Providence's original public water supply came from the Pawtuxet River at Pettaconsett in Cranston. The plan was approved in 1869 and the first service pipe opened on December 1, 1871. By 1910, with Providence's heavy industry growing and the supply system being expanded to surrounding communities, people realized that the flow from Pettaconsett would soon fall short of the rising demands. For some years, extremely dry weather caused water consumption to exceed the natural flow of the river, and water had to be supplied by small reservoirs owned by mill companies further upstream.

In January 1913, the Providence City Council appointed a Water Supply Board to locate a larger water supply for the city. They found a potential source at the head of the North Branch Pawtuxet River and its two main tributaries, the Moswansicut and Ponaganset Rivers. A new Water Supply Board was appointed in 1915 with powers to enact the legislation that cleared the way for construction of the reservoir.

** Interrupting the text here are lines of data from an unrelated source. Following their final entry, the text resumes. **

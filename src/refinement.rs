//! Submap refinement: correct drift within a single submap's keyframe
//! trajectory using only that submap's own point data.
//!
//! Each submap gets a fresh local pose graph and a fresh local registration
//! map. Keyframes are registered against the accumulating map in temporal
//! order, each producing one relative-pose constraint; a single solve at the
//! end rewrites every keyframe pose in place.

use std::path::Path;

use log::{info, warn};

use crate::config::SubmapRefinementConfig;
use crate::core::{PointCloud, Submap, SubmapStore, Transform};
use crate::error::Result;
use crate::graph::{uniform_covariance, CovarianceDiagonal, GraphEngineFactory, Transaction};
use crate::io::ply::write_ply;
use crate::io::prepare_stage_dir;
use crate::matching::Matcher;
use crate::summary::{RefinementSummary, RegistrationDelta};

/// Accumulated registration map in the submap's local frame.
///
/// Holds the points of every successfully registered keyframe, projected at
/// their refined poses, as the reference for the next registration.
#[derive(Default)]
pub struct LocalRegistrationMap {
    cloud: PointCloud,
}

impl LocalRegistrationMap {
    /// Create an empty map.
    pub fn new() -> Self {
        Self::default()
    }

    /// Drop all accumulated points.
    pub fn clear(&mut self) {
        self.cloud.clear();
    }

    /// Insert a keyframe cloud at the given submap-frame pose.
    pub fn insert(&mut self, cloud: &PointCloud, pose: &Transform) {
        self.cloud.merge_transformed(cloud, pose);
    }

    /// The accumulated reference cloud.
    pub fn cloud(&self) -> &PointCloud {
        &self.cloud
    }

    /// True if nothing has been inserted yet.
    pub fn is_empty(&self) -> bool {
        self.cloud.is_empty()
    }
}

/// The submap refinement stage.
pub struct SubmapRefiner {
    matcher: Box<dyn Matcher>,
    engine_factory: GraphEngineFactory,
    scan_covariance: CovarianceDiagonal,
    prior_covariance: CovarianceDiagonal,
}

impl SubmapRefiner {
    /// Create the stage with an injected matcher and graph engine factory.
    pub fn new(
        matcher: Box<dyn Matcher>,
        engine_factory: GraphEngineFactory,
        config: &SubmapRefinementConfig,
    ) -> Self {
        Self {
            matcher,
            engine_factory,
            scan_covariance: uniform_covariance(config.scan_registration_covariance),
            prior_covariance: uniform_covariance(config.pose_prior_covariance),
        }
    }

    /// Refine every submap in store order.
    pub fn run(
        &mut self,
        store: &mut SubmapStore,
        summary: &mut RefinementSummary,
        output: Option<&Path>,
    ) -> Result<()> {
        let total = store.len();
        for (i, submap) in store.submaps_mut().iter_mut().enumerate() {
            info!("refining submap {} of {}", i + 1, total);
            self.refine(submap, summary, output)?;
        }
        Ok(())
    }

    /// Refine a single submap in place.
    ///
    /// Registration failure for a single keyframe is non-fatal: that
    /// keyframe contributes no constraint but its pose is still read back
    /// from the solved graph at the end.
    pub fn refine(
        &mut self,
        submap: &mut Submap,
        summary: &mut RefinementSummary,
        output: Option<&Path>,
    ) -> Result<()> {
        let submap_dir = prepare_stage_dir(output, &format!("submap_{}", submap.stamp_us()))?;

        let mut graph = (self.engine_factory)();
        let mut map = LocalRegistrationMap::new();
        map.clear();

        // anchor: the first keyframe is held by a prior; later keyframes are
        // constrained relative to it through scan-to-map registration
        let mut anchor: Option<(u64, Transform)> = None;

        for kf in submap.keyframes() {
            let mut transaction = Transaction::new();
            transaction.add_variable(kf.timestamp_us(), kf.local_pose());

            match anchor {
                None => {
                    transaction.add_prior(kf.timestamp_us(), kf.local_pose(), self.prior_covariance);
                    anchor = Some((kf.timestamp_us(), kf.local_pose()));
                    map.insert(kf.cloud(), &kf.local_pose());
                }
                Some((anchor_stamp, anchor_pose)) => {
                    self.matcher.set_reference(map.cloud());
                    let target = kf.cloud_in_submap_frame();
                    self.matcher.set_target(&target);

                    if self.matcher.match_clouds() {
                        let refined = self.matcher.apply_result(&kf.local_pose());
                        transaction.add_edge(
                            anchor_stamp,
                            kf.timestamp_us(),
                            anchor_pose.between(&refined),
                            self.scan_covariance,
                        );
                        map.insert(kf.cloud(), &refined);
                    } else {
                        warn!(
                            "scan registration failed for keyframe {}, no constraint added",
                            kf.timestamp_us()
                        );
                    }
                }
            }

            graph.update(transaction);
        }

        // TODO: fold visual constraints into the local graph once a visual
        // front-end produces them
        graph.optimize();

        for kf in submap.keyframes_mut() {
            let before = kf.local_pose();
            if let Some(after) = graph.pose(kf.timestamp_us()) {
                kf.set_local_pose(after);
                summary.record_refinement(
                    kf.timestamp_us(),
                    RegistrationDelta::between(&before, &after),
                );
            }
        }

        if let Some(dir) = submap_dir {
            write_ply(&dir.join("registration_map.ply"), map.cloud())?;
        }

        Ok(())
    }
}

Construction was well under way by 1921. At that time, it was the largest project ever undertaken in Rhode Island, and workers were housed in a temporary village established nearby. The reservoir was created by the construction of an earth-filled dam across the Pawtuxet River near the former village of Kent. The reservoir began storing water on November 10, 1925. The treatment plant began operation on September 30, 1926. At the official opening ceremonies that day, Providence Mayor Joseph H. Gainer called the $21,000,000 project the "City's Greatest" and said ".. the man to whom most of the credit for this undertaking belongs is Frank E. Winsor, the man who has been in charge of the work since 1915." The dam is known today as the Gainer Memorial Dam in honor of the mayor.

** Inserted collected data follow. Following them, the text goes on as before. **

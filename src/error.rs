//! Error types for VishvaMap.

use std::path::PathBuf;

use thiserror::Error;

/// VishvaMap error type.
///
/// Fatal configuration errors and stage preconditions are reported through
/// this enum. Per-item registration failures are not errors: they are logged
/// and skipped by the stage that encountered them.
#[derive(Error, Debug)]
pub enum RefineError {
    /// Invalid configuration, raised at setup before any stage runs.
    #[error("configuration error: {0}")]
    Config(String),

    /// An output directory was requested but does not exist.
    #[error("output directory does not exist: {0}")]
    OutputDir(PathBuf),

    /// Too few submaps for the requested stage.
    #[error("not enough submaps: have {have}, need more than {min_required}")]
    InsufficientSubmaps {
        /// Number of submaps in the store.
        have: usize,
        /// Minimum count the stage requires (exclusive).
        min_required: usize,
    },

    /// Failed to parse a config or map file.
    #[error("parse error: {0}")]
    Parse(String),

    /// I/O error while reading or writing artifacts.
    #[error("I/O error: {0}")]
    Io(#[from] std::io::Error),
}

impl From<serde_json::Error> for RefineError {
    fn from(e: serde_json::Error) -> Self {
        RefineError::Parse(e.to_string())
    }
}

/// Convenience result alias.
pub type Result<T> = std::result::Result<T, RefineError>;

The plant was one of the most technologically advanced of its day and the only one of its kind in New England. It was renovated in the 1940s and again in the 1960s. It has a maximum capacity of 144 e6USgal of water per day.

The issue of pollution of the reservoir was the primary reason for the cancellation of I-84 between Hartford and Providence in 1982.

On February 21, 1982, Pilgrim Airlines Flight 458 crash-landed on the frozen reservoir due to an in-flight fire.

===Consequences===
The creation of the reservoir flooded much of the town of Scituate, including the villages of Ashland, Kent, South Scituate, Richmond, and the western part of North Scituate. Other parts of town were destroyed as Providence acquired land surrounding the reservoir. In total, Providence acquired 23.1 mi2 of land. Most residents of this area were forced to move out of Scituate and received compensation from the city for the property they lost. Some individuals such as businessman and farmer Arthur Steere sold hundreds of acres for the creation of the Reservoir.

Between 1920 and 1930, the town's population decreased by 24 percent to 2,292, the lowest number since the 1780s. 1,195 buildings were demolished, which included 375 homes, 233 barns, 7 schools, and 6 mills. The loss of 30 dairy farms limited agricultural activity in town. The Providence and Danielson Railroad, an electric railway line that carried farm produce, granite, and lumber to Providence, was abandoned due to the project. 26.4 mi of new roads had to be built to make up for the 36 mi of roads that were also abandoned.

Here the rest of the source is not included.